My heart started to beat faster, and my breath quickened. What was he going to tell us? Did our baby have Down syndrome? Something else?

For a brief moment, I imagined collapsing on the floor at whatever he was about to tell us. I don’t know why I had that thought, but I did. I think I was just filling the microseconds of space between what we didn’t know and might find out.

Dr. Chow was very level-headed. He jumped right into science-speak — explaining that the most common chromosome abnormalities seen in the genetic testing we had done were on chromosomes number 11, 13, and 21. An extra chromosome on 21 was the most common — Down syndrome. The other two were lethal.
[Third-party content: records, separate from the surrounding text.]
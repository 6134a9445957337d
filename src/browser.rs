#[derive(Debug, thiserror::Error)]
#[error("could not open {url} in a browser: {source}")]
pub(crate) struct LaunchError {
    pub(crate) url: String,
    #[source]
    pub(crate) source: std::io::Error,
}

/// Opens a url in whatever handles urls on this machine.
pub(crate) trait Browser {
    fn open(&self, url: &str) -> Result<(), LaunchError>;
}

/// Hands the url to the OS default handler (`open` on macOS, `xdg-open` and
/// friends on Linux, `start` on Windows).
#[derive(Debug, Default)]
pub(crate) struct SystemBrowser;

impl Browser for SystemBrowser {
    fn open(&self, url: &str) -> Result<(), LaunchError> {
        tracing::info!(url = url, "Opening in browser");
        open::that(url).map_err(|source| LaunchError {
            url: url.to_string(),
            source,
        })
    }
}

/// Discussion page for an item.
pub(crate) fn item_page_url(id: u64) -> String {
    format!("{}{}", crate::config::config().item_page_url, id)
}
The good news was that we didn’t have any extra chromosomes on any of these three.

Instead, what he saw with my test was something he’d never seen in his career as an OBGYN. An overrepresentation of chromosome 22. A very rare abnormality. Not a trisomy, but an over-representation. He called specialists to inquire about it before calling me. They indicated it’s typical of miscarriage. Yet, to my knowledge — I hadn’t miscarried. Yet I also hadn’t checked for the baby’s heartbeat since December 8th.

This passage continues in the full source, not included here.